Here's something interesting. Not sure it's related. It's the cPanel error log.

Code:

cpanel::cpsrvd::servcontent("./robots.txt", "text/plain", 1, 0, 1, 1, 0) called at cpsrvd.pl line 4428
cpanel::cpsrvd::handle_unprotected_docs() called at cpsrvd.pl line 1033
cpanel::cpsrvd::handle_one_connection() called at cpsrvd.pl line 884
cpanel::cpsrvd::script() called at cpsrvd.pl line 379
[2015-11-17 09:50:08 -0500] warn [cpsrvd] Duplicate logaccess:  at /usr/local/cpanel/Cpanel/Server/Logger.pm line 84, line 2. Cpanel::Server::Logger::logaccess(Cpanel::Server::Logger=HASH(0x37371c8)) called at /usr/local/cpanel/Cpanel/Server.pm line 379 Cpanel::Server::logaccess(Cpanel::Server=HASH(0x38e75c8)) called at cpsrvd.pl line 3106 cpanel::cpsrvd::logaccess() called at cpsrvd.pl line 2761 cpanel::cpsrvd::servcontent("./robots.txt", "text/plain", 1, 0, 1, 1, 0) called at cpsrvd.pl line 4428 cpanel::cpsrvd::handle_unprotected_docs() called at cpsrvd.pl line 1033 cpanel::cpsrvd::handle_one_connection() called at cpsrvd.pl line 884 cpanel::cpsrvd::script() called at cpsrvd.pl line 379 at /usr/local/cpanel/Cpanel/Server/Logger.pm line 84, line 2. Cpanel::Server::Logger::logaccess(Cpanel::Server::Logger=HASH(0x37371c8)) called at /usr/local/cpanel/Cpanel/Server.pm line 379 Cpanel::Server::logaccess(Cpanel::Server=HASH(0x38e75c8)) called at cpsrvd.pl line 3106 cpanel::cpsrvd::logaccess() called at cpsrvd.pl line 2761 cpanel::cpsrvd::servcontent("./robots.txt", "text/plain", 1, 0, 1, 1, 0) called at cpsrvd.pl line 4428 cpanel::cpsrvd::handle_unprotected_docs() called at cpsrvd.pl line 1033 cpanel::cpsrvd::handle_one_connection() called at cpsrvd.pl line 884 cpanel::cpsrvd::script() called at cpsrvd.pl line 379

 

Just an update.
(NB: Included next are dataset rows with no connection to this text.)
//! Particle simulation driven through the ECS.
//!
//! Entities carry a position, a velocity and a pooled lifetime. `Movement`
//! integrates positions, `Aging` counts lifetimes down and removes expired
//! entities from inside its own pass, and the spawner keeps the population
//! topped up with lifetimes drawn from the pool.

use hive_core::ecs::{ComponentPool, Ecs, EcsResult, Entity, Getter, System};
use hive_core::{define_component, spawn};
use rand::{Rng, SeedableRng};
use rand_chacha::ChaCha8Rng;
use tracing::debug;

use crate::settings::RuntimeSettings;

#[derive(Debug, Default, Clone, Copy, PartialEq)]
pub struct Position {
    pub x: f32,
    pub y: f32,
}

#[derive(Debug, Default, Clone, Copy, PartialEq)]
pub struct Velocity {
    pub dx: f32,
    pub dy: f32,
}

#[derive(Debug, Default, Clone, Copy, PartialEq)]
pub struct Lifetime {
    pub remaining: f32,
}

define_component!(Position);
define_component!(Velocity);
define_component!(Lifetime);

#[derive(Default)]
pub struct Movement {
    position: Option<Getter<Position>>,
    velocity: Option<Getter<Velocity>>,
}

impl System for Movement {
    fn name(&self) -> &'static str {
        "movement"
    }

    fn initialize(&mut self, ecs: &mut Ecs) -> EcsResult<()> {
        self.position = Some(ecs.getter()?);
        self.velocity = Some(ecs.getter()?);
        Ok(())
    }

    fn process_entity_dt(&mut self, ecs: &mut Ecs, entity: Entity, dt: f32) -> EcsResult<()> {
        let (Some(position), Some(velocity)) = (self.position, self.velocity) else {
            return Ok(());
        };
        let Some(&Velocity { dx, dy }) = velocity.get_unchecked(ecs, entity) else {
            return Ok(());
        };
        if let Some(position) = position.get_unchecked_mut(ecs, entity) {
            position.x += dx * dt;
            position.y += dy * dt;
        }
        Ok(())
    }
}

#[derive(Debug, Default)]
pub struct Aging {
    pub expired: u64,
}

impl System for Aging {
    fn name(&self) -> &'static str {
        "aging"
    }

    fn process_entity_dt(&mut self, ecs: &mut Ecs, entity: Entity, dt: f32) -> EcsResult<()> {
        let Some(lifetime) = ecs.get_mut::<Lifetime>(entity) else {
            return Ok(());
        };
        lifetime.remaining -= dt;
        if lifetime.remaining <= 0.0 {
            ecs.remove(entity)?;
            self.expired += 1;
        }
        Ok(())
    }

    fn end(&mut self, _ecs: &mut Ecs) -> EcsResult<()> {
        debug!(expired = self.expired, "aging pass finished");
        Ok(())
    }
}

pub struct Simulation {
    ecs: Ecs,
    settings: RuntimeSettings,
    rng: ChaCha8Rng,
    spawned: u64,
}

impl Simulation {
    pub fn new(settings: RuntimeSettings) -> EcsResult<Self> {
        let mut ecs = Ecs::with_config(settings.ecs.clone());
        let pool_size = settings.entities.max(1);
        ecs.register_component_pool(
            ComponentPool::<Lifetime>::with_default(pool_size / 4, pool_size).with_reset(|lifetime| {
                lifetime.remaining = 0.0;
            }),
        )?;
        ecs.register_system_with::<(Position, Velocity), _>(Movement::default())?;
        ecs.register_system_with::<(Lifetime,), _>(Aging::default())?;
        ecs.initialize()?;

        Ok(Self {
            ecs,
            rng: ChaCha8Rng::seed_from_u64(settings.seed),
            settings,
            spawned: 0,
        })
    }

    /// One tick: top up the population, run every system, advance time.
    pub fn tick(&mut self) -> EcsResult<()> {
        self.spawn_missing()?;
        let dt = self.settings.dt;
        self.ecs.process_all(dt)?;
        self.ecs.update(dt)
    }

    fn spawn_missing(&mut self) -> EcsResult<()> {
        let missing = self.settings.entities.saturating_sub(self.ecs.entity_count());
        for _ in 0..missing {
            let mut lifetime = self.ecs.obtain::<Lifetime>()?;
            lifetime.remaining = self
                .rng
                .gen_range(self.settings.min_lifetime..=self.settings.max_lifetime);
            let angle = self.rng.gen_range(0.0..std::f32::consts::TAU);
            let speed = self.rng.gen_range(1.0..10.0);
            spawn!(
                self.ecs,
                Position::default(),
                Velocity {
                    dx: angle.cos() * speed,
                    dy: angle.sin() * speed,
                },
                lifetime
            )?;
            self.spawned += 1;
        }
        Ok(())
    }

    pub fn ecs(&self) -> &Ecs {
        &self.ecs
    }

    pub fn spawned(&self) -> u64 {
        self.spawned
    }

    pub fn expired(&self) -> u64 {
        self.ecs.get_system::<Aging>().map_or(0, |aging| aging.expired)
    }

    pub fn terminate(&mut self) -> EcsResult<()> {
        self.ecs.terminate()
    }
}

#[cfg(test)]
mod tests {
    use super::*;

    fn settings() -> RuntimeSettings {
        RuntimeSettings {
            ticks: 0,
            dt: 0.25,
            entities: 20,
            min_lifetime: 0.5,
            max_lifetime: 1.0,
            ..RuntimeSettings::default()
        }
    }

    #[test]
    fn population_is_topped_up() {
        let mut simulation = Simulation::new(settings()).unwrap();
        simulation.tick().unwrap();
        assert_eq!(simulation.ecs().entity_count(), 20);
        assert_eq!(simulation.spawned(), 20);
    }

    #[test]
    fn expired_entities_are_replaced_with_recycled_lifetimes() {
        let mut simulation = Simulation::new(settings()).unwrap();
        for _ in 0..12 {
            simulation.tick().unwrap();
        }
        assert!(simulation.expired() > 0);
        assert!(simulation.spawned() > 20);

        let stats = simulation.ecs().statistics();
        assert!(stats.components_obtained >= simulation.spawned());
        let lifetime_pool = stats
            .types
            .iter()
            .find(|ty| ty.name == "Lifetime")
            .and_then(|ty| ty.pool)
            .unwrap();
        assert!(lifetime_pool.recycled > 0);
        assert!(simulation.ecs().entity_count() <= 20);
    }

    #[test]
    fn movement_integrates_velocity() {
        let mut simulation = Simulation::new(RuntimeSettings {
            entities: 1,
            min_lifetime: 100.0,
            max_lifetime: 100.0,
            ..settings()
        })
        .unwrap();
        simulation.tick().unwrap();
        simulation.tick().unwrap();

        let ecs = simulation.ecs();
        let entity = ecs
            .entity_manager()
            .entities()
            .into_iter()
            .next()
            .unwrap();
        let velocity = *ecs.get::<Velocity>(entity).unwrap();
        let position = *ecs.get::<Position>(entity).unwrap();
        assert!((position.x - velocity.dx * 0.5).abs() < 1e-4);
        assert!((position.y - velocity.dy * 0.5).abs() < 1e-4);
    }

    #[test]
    fn same_seed_spawns_the_same_velocities() {
        let velocities = |seed| {
            let mut simulation = Simulation::new(RuntimeSettings {
                entities: 3,
                seed,
                ..settings()
            })
            .unwrap();
            simulation.tick().unwrap();
            let ecs = simulation.ecs();
            let mut entities = ecs.entity_manager().entities();
            entities.sort();
            entities
                .into_iter()
                .map(|entity| *ecs.get::<Velocity>(entity).unwrap())
                .collect::<Vec<_>>()
        };
        assert_eq!(velocities(7), velocities(7));
        assert_ne!(velocities(7), velocities(8));
    }

    #[test]
    fn terminate_leaves_nothing_behind() {
        let mut simulation = Simulation::new(settings()).unwrap();
        simulation.tick().unwrap();
        simulation.terminate().unwrap();
        assert_eq!(simulation.ecs().entity_count(), 0);
    }
}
I am receiving relay alerts. Not secure logins though.

 

Hey. Weird. I did that and got the notice. I guess it works after all.

 

Thanks for your help. Not sure why it won't notify me of my sign-ins but as long as I know about sign-ins from other IP addresses, that's what counts.